Après une interruption d’une heure et demie à cause d’une VAR défectueuse, la finale de la Ligue des Champions entre l’Espérance Sportive de Tunis et le Wydad Casablanca a été arrêtée.

 

Interrompue pendant une heure et demie, le temps d’un match, la partie n’allait donc jamais reprendre. Cette finale retour n’est pas allée au bout et elle a été arrêtée à la 62ème minute. L’arbitre Bakary Gassama n’a annoncé le coup de sifflet final qu’à la 152ème minute dans un KO total sur la pelouse du stade de Rades à la suite du refus du joueur du Wydad Casablanca de reprendre le jeu.

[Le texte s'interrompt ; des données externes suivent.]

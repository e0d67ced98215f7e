use fluentmap_core::{
    ClassMap, ClassMapping, ColumnMapping, ComponentMapping, CompositeIdMapping,
    DependencyRecorder, GeneratorKind, GeneratorMapping, IdMapping, KeyManyToOneMapping,
    KeyPropertyMapping, ManyToOneMapping, MappingModel, MappingVisitor, MemberMapping,
    PersistenceInstructions, PropertyMapping, SubclassMap, SubclassMapping, TypeName,
};
use serde_json::json;

#[derive(Default)]
struct Recorder {
    events: Vec<String>,
}

impl MappingVisitor for Recorder {
    fn process_class(&mut self, mapping: &ClassMapping) {
        self.events.push(format!("class {}", mapping.entity_type()));
    }

    fn process_subclass(&mut self, mapping: &SubclassMapping) {
        self.events.push(format!("subclass {}", mapping.entity_type()));
    }

    fn process_id(&mut self, mapping: &IdMapping) {
        self.events.push(format!("id {}", mapping.name()));
    }

    fn process_composite_id(&mut self, mapping: &CompositeIdMapping) {
        self.events.push(format!("composite-id {}", mapping.name()));
    }

    fn process_key_property(&mut self, mapping: &KeyPropertyMapping) {
        self.events.push(format!("key-property {}", mapping.name()));
    }

    fn process_key_many_to_one(&mut self, mapping: &KeyManyToOneMapping) {
        self.events.push(format!("key-many-to-one {}", mapping.name()));
    }

    fn process_property(&mut self, mapping: &PropertyMapping) {
        self.events.push(format!("property {}", mapping.name()));
    }

    fn process_many_to_one(&mut self, mapping: &ManyToOneMapping) {
        self.events.push(format!("many-to-one {}", mapping.name()));
    }

    fn process_component(&mut self, mapping: &ComponentMapping) {
        self.events.push(format!("component {}", mapping.name()));
    }

    fn process_column(&mut self, mapping: &ColumnMapping) {
        self.events.push(format!("column {}", mapping.name()));
    }

    fn process_generator(&mut self, mapping: &GeneratorMapping) {
        self.events.push(format!("generator {}", mapping.class()));
    }

    fn register_dependency(&mut self, dependent: &TypeName, dependency: &TypeName) {
        self.events.push(format!("depends {dependent} -> {dependency}"));
    }
}

fn type_name(value: &str) -> TypeName {
    TypeName::parse(value).expect("type name")
}

fn order_model() -> MappingModel {
    let mut order = ClassMap::new("shop::Order");
    order
        .id("Id")
        .column("order_id")
        .generated_by(GeneratorKind::Identity);
    order.map("Total").column("total");
    order
        .references("Customer", type_name("shop::Customer"))
        .column("customer_id");
    order.component("Address", |address| {
        address.map("Street").column("street");
    });

    let mut rush = SubclassMap::new("shop::RushOrder");
    rush.extends("shop::Order");
    rush.map("Deadline").column("deadline");

    let mut instructions = PersistenceInstructions::new();
    instructions.add_source(rush).expect("rush order");
    instructions.add_source(order).expect("order");
    instructions.build_mappings().expect("model")
}

#[test]
fn traversal_visits_nodes_in_fixed_order() {
    let model = order_model();
    let mut recorder = Recorder::default();
    model.accept_visitor(&mut recorder);

    assert_eq!(
        recorder.events,
        vec![
            "class shop::Order",
            "id Id",
            "column order_id",
            "generator identity",
            "property Total",
            "column total",
            "many-to-one Customer",
            "depends shop::Order -> shop::Customer",
            "column customer_id",
            "component Address",
            "property Street",
            "column street",
            "subclass shop::RushOrder",
            "property Deadline",
            "column deadline",
        ]
    );
}

#[test]
fn composite_identity_visits_key_properties_before_key_references() {
    let mut line = ClassMap::new("shop::OrderLine");
    line.composite_id("Key")
        .key_reference("Order", type_name("shop::Order"))
        .key_property("LineNumber");

    let mut instructions = PersistenceInstructions::new();
    instructions.add_source(line).expect("order line");
    let model = instructions.build_mappings().expect("model");

    let mut recorder = Recorder::default();
    model.accept_visitor(&mut recorder);

    assert_eq!(
        recorder.events,
        vec![
            "class shop::OrderLine",
            "composite-id Key",
            "key-property LineNumber",
            "column LineNumber",
            "key-many-to-one Order",
            "depends shop::OrderLine -> shop::Order",
            "column Order_id",
        ]
    );
}

#[test]
fn repeated_traversal_yields_identical_sequences() {
    let model = order_model();
    let mut first = Recorder::default();
    let mut second = Recorder::default();

    model.accept_visitor(&mut first);
    model.accept_visitor(&mut second);

    assert_eq!(first.events, second.events);
}

#[test]
fn dependency_recorder_collects_unique_edges() {
    let mut invoice = ClassMap::new("shop::Invoice");
    invoice.id("Id");
    invoice.references("Order", type_name("shop::Order"));
    invoice.references("ReplacedOrder", type_name("shop::Order"));
    invoice.references("Customer", type_name("shop::Customer"));

    let mut instructions = PersistenceInstructions::new();
    instructions.add_source(invoice).expect("invoice");
    let model = instructions.build_mappings().expect("model");

    let mut recorder = DependencyRecorder::new();
    model.accept_visitor(&mut recorder);

    assert_eq!(recorder.edges().len(), 2);
    let dependencies = recorder.dependencies_of(&type_name("shop::Invoice"));
    assert_eq!(
        dependencies,
        vec![&type_name("shop::Order"), &type_name("shop::Customer")]
    );
    assert!(recorder
        .dependencies_of(&type_name("shop::Order"))
        .is_empty());
}

#[test]
fn model_serializes_explicit_and_default_values() {
    let model = order_model();
    let value = serde_json::to_value(&model).expect("model should serialize");

    let order = &value["classes"][0];
    assert_eq!(order["entity_type"], json!("shop::Order"));
    assert_eq!(order["identity"]["kind"], json!("id"));
    assert_eq!(order["identity"]["attributes"], json!({ "name": "Id" }));
    assert_eq!(
        order["identity"]["generator"]["attributes"],
        json!({ "class": "identity" })
    );
    assert_eq!(
        order["members"]["properties"][0]["columns"][0]["attributes"],
        json!({ "name": "total" })
    );
    assert_eq!(order["subclasses"][0]["kind"], json!("joined"));
    assert_eq!(order["subclasses"][0]["extends"], json!("shop::Order"));
}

Mené (1-0) sur un but de Belaïli depuis la fin d’une première période pauvre en occasions nettes (41eme), le Wydad poussait alors pour égaliser. Ce qu’il crut avoir fait quand El Karti, bien servi par El Haddad, trompait Jeridi de la tête (60eme). Etait-ce pour un hors-jeu (inexistant) ou une légère poussette (pas évidente du tout) dans la surface ? Toujours est-il que M. Gassama refusa le but. Pressé peu après de consulter les images vidéo, l’arbitre gambien refusa de s’exécuter, faute de pouvoir le faire : selon des échos concordants, le dispositif ne fonctionnait pas en raison d’une pièce manquante.

Quelques échauffourées ont alors éclaté et des bouteilles d’eau ont été lancées, entraînant l’intervention des forces de l’ordre. Les joueurs du Wydad ont, eux, refusé de reprendre le match tant que l’arbitre ne consultait pas l’assistance vidéo (VAR). Or, elle ne fonctionnait pas. Des officiels de la CAF, des membres des staff et des deux équipes ont longuement discuté sur le terrain, alors que les 60.000 spectateurs poursuivaient leurs chants. Cette suspension a duré environ une heure et demie.

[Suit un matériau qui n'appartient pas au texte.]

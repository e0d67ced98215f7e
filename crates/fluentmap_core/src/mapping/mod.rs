//! Fluent mapping builders and the providers that expose them.
//!
//! # Responsibility
//! - Accumulate explicit mapping calls into plain builder records.
//! - Snapshot a record into a fresh model fragment on every `build()`.
//!
//! # Invariants
//! - Every fluent setter is an explicit attribute write.
//! - Builders are pure accumulators: building twice yields equal fragments
//!   and never mutates the builder.
//! - `not()` inverts only the next boolean setter.

pub mod class_map;
pub mod component_part;
pub mod identity_part;
pub mod property_part;
pub mod provider;
pub mod subclass_map;

pub use class_map::ClassMap;
pub use component_part::ComponentPart;
pub use identity_part::{CompositeIdentityPart, IdentityPart};
pub use property_part::{ManyToOnePart, PropertyPart};
pub use provider::{
    ClassMappingProvider, FluentMappings, MappingProvider, ProviderSource,
    SubclassMappingProvider,
};
pub use subclass_map::SubclassMap;

use crate::model::{Members, TypeName};

/// Pending negation for the next boolean setter.
#[derive(Debug, Clone, Copy, Default, PartialEq, Eq)]
pub(crate) struct NotFlag(bool);

impl NotFlag {
    pub(crate) fn toggle(&mut self) {
        self.0 = !self.0;
    }

    /// Returns the value the next boolean setter writes and clears negation.
    pub(crate) fn take(&mut self) -> bool {
        let value = !self.0;
        self.0 = false;
        value
    }
}

/// Member builders shared by classes, subclasses and components.
#[doc(hidden)]
#[derive(Debug, Clone, Default)]
pub struct MemberParts {
    properties: Vec<PropertyPart>,
    references: Vec<ManyToOnePart>,
    components: Vec<ComponentPart>,
}

impl MemberParts {
    pub(crate) fn build(&self, owner: &TypeName) -> Members {
        Members {
            properties: self
                .properties
                .iter()
                .map(|part| part.build(owner))
                .collect(),
            references: self
                .references
                .iter()
                .map(|part| part.build(owner))
                .collect(),
            components: self
                .components
                .iter()
                .map(|part| part.build(owner))
                .collect(),
        }
    }
}

/// Member declarations available on class, subclass and component builders.
pub trait MemberMapping {
    #[doc(hidden)]
    fn member_parts(&mut self) -> &mut MemberParts;

    /// Maps a value property.
    fn map(&mut self, name: impl Into<String>) -> &mut PropertyPart {
        let parts = self.member_parts();
        let index = parts.properties.len();
        parts.properties.push(PropertyPart::new(name));
        &mut parts.properties[index]
    }

    /// Maps a many-to-one association to `target`.
    fn references(&mut self, name: impl Into<String>, target: TypeName) -> &mut ManyToOnePart {
        let parts = self.member_parts();
        let index = parts.references.len();
        parts.references.push(ManyToOnePart::new(name, target));
        &mut parts.references[index]
    }

    /// Maps a component; `configure` declares its members.
    fn component(
        &mut self,
        name: impl Into<String>,
        configure: impl FnOnce(&mut ComponentPart),
    ) -> &mut ComponentPart {
        let parts = self.member_parts();
        let index = parts.components.len();
        parts.components.push(ComponentPart::new(name));
        let component = &mut parts.components[index];
        configure(component);
        component
    }
}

Le match aller de la finale avait déjà été marqué par la confusion. L’arbitre égyptien Gehad Grisha avait été suspendu six mois par la CAF pour « performance faible ». Les ratés de ces deux matches de la compétition phare de clubs en Afrique interviennent alors que se profile la Coupe d’Afrique des nations, disputée en Egypte du 21 juin au 19 juillet.

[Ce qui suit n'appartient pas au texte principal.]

//! Internal macros shared by mapping nodes, fluent builders and convention
//! instances.
//!
//! Builders and instances expose the same setter vocabulary; the only
//! difference is which attribute-store write they route through (`set` for
//! explicit mapping calls, `set_default` for conventions). Each user of these
//! macros provides a private `store()` accessor and a `not: NotFlag` field.

/// Declares a closed attribute key enum for one node variant.
macro_rules! attribute_keys {
    (
        $(#[$meta:meta])*
        $vis:vis enum $name:ident {
            $($(#[$vmeta:meta])* $variant:ident => ($attr:literal, $kind:ident)),+ $(,)?
        }
    ) => {
        $(#[$meta])*
        #[derive(Debug, Clone, Copy, PartialEq, Eq, PartialOrd, Ord, Hash)]
        $vis enum $name {
            $($(#[$vmeta])* $variant),+
        }

        impl $crate::attributes::AttributeKey for $name {
            fn name(self) -> &'static str {
                match self {
                    $(Self::$variant => $attr),+
                }
            }

            fn kind(self) -> $crate::attributes::AttributeKind {
                match self {
                    $(Self::$variant => $crate::attributes::AttributeKind::$kind),+
                }
            }
        }
    };
}

/// Boolean setters honouring a pending `not()`.
macro_rules! flag_setters {
    ($write:ident: $($(#[$meta:meta])* $name:ident => $key:expr;)*) => {
        $(
            $(#[$meta])*
            pub fn $name(&mut self) -> &mut Self {
                let value = self.not.take();
                self.store().$write($key, value);
                self
            }
        )*
    };
}

/// String-valued setters.
macro_rules! text_setters {
    ($write:ident: $($(#[$meta:meta])* $name:ident => $key:expr;)*) => {
        $(
            $(#[$meta])*
            pub fn $name(&mut self, value: impl Into<String>) -> &mut Self {
                self.store().$write($key, value.into());
                self
            }
        )*
    };
}

/// Numeric setters.
macro_rules! number_setters {
    ($write:ident: $($(#[$meta:meta])* $name:ident => $key:expr;)*) => {
        $(
            $(#[$meta])*
            pub fn $name(&mut self, value: u32) -> &mut Self {
                self.store().$write($key, i64::from(value));
                self
            }
        )*
    };
}

/// Column-level setters that fan out to every column a node owns.
///
/// Expects a private `columns_store(&mut self, f)` helper that applies `f` to
/// each column store the node (or its builder template) holds.
macro_rules! column_setters {
    ($write:ident) => {
        /// Sets the column length.
        pub fn length(&mut self, value: u32) -> &mut Self {
            self.columns_store(|store| {
                store.$write($crate::model::ColumnAttr::Length, i64::from(value));
            });
            self
        }

        /// Marks the columns nullable; `not().nullable()` marks them `not-null`.
        pub fn nullable(&mut self) -> &mut Self {
            let value = !self.not.take();
            self.columns_store(|store| {
                store.$write($crate::model::ColumnAttr::NotNull, value);
            });
            self
        }

        /// Marks the columns unique.
        pub fn unique(&mut self) -> &mut Self {
            let value = self.not.take();
            self.columns_store(|store| {
                store.$write($crate::model::ColumnAttr::Unique, value);
            });
            self
        }

        /// Names the index the columns participate in.
        pub fn index(&mut self, name: impl Into<String>) -> &mut Self {
            let name = name.into();
            self.columns_store(|store| {
                store.$write($crate::model::ColumnAttr::Index, name.clone());
            });
            self
        }

        /// Overrides the column SQL type.
        pub fn sql_type(&mut self, sql_type: impl Into<String>) -> &mut Self {
            let sql_type = sql_type.into();
            self.columns_store(|store| {
                store.$write($crate::model::ColumnAttr::SqlType, sql_type.clone());
            });
            self
        }
    };
}

/// `access(AccessStrategy)` setter.
macro_rules! access_setter {
    ($write:ident: $key:expr) => {
        /// Sets how the ORM reaches the member value.
        pub fn access(&mut self, access: $crate::model::AccessStrategy) -> &mut Self {
            self.store().$write($key, access.as_str());
            self
        }
    };
}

La CAF a annoncé dans un communiqué que son président malgache Ahmad Ahmad avait décidé, « suite aux événements » et « l’arrêt du match », de convoquer « un comité exécutif d’urgence le 4 juin, pour débattre des issues réglementaires à réserver à cette rencontre ».

Mais l’histoire retiendra surtout que, depuis le début de cette finale pourrie par les polémiques sur l’arbitrage (à l’aller) puis l’arbitrage tout court (au retour), le football africain a perdu une grande bataille : celle de l’image.

Cette finale  de la Ligue des Champions retour a été sifflée par l’international gambien Bakary Gassama, assisté des Sénégalais Djibril Camara et Haj Samba. Le Zambien, Janny Sikazwe était à la tête de l’équipe des arbitres à la salle de la VAR (Assistance vidéo à l’arbitrage).

Avec cette victoire (fortement controversée), l’Espérance Sportive de Tunis devient la deuxième formation à gagner deux Ligues des champions africaines sans avoir concédé la moindre défaite. Un exploit réalisé par Al Ahly du Caire, les premiers à réaliser pareille performance, en 2005 et 2006.

Mieux encore, l’Espérance sportive de Tunis devient ainsi la première équipe du continent africain à pouvoir remporter cette prestigieuse épreuve footballistique en l’intervalle de six mois puisque la dernière finale en date fut décrochée par les Espérantistes, en novembre dernier sur la même pelouse du stade olympique de Rades face à Al-Ahly du Caire.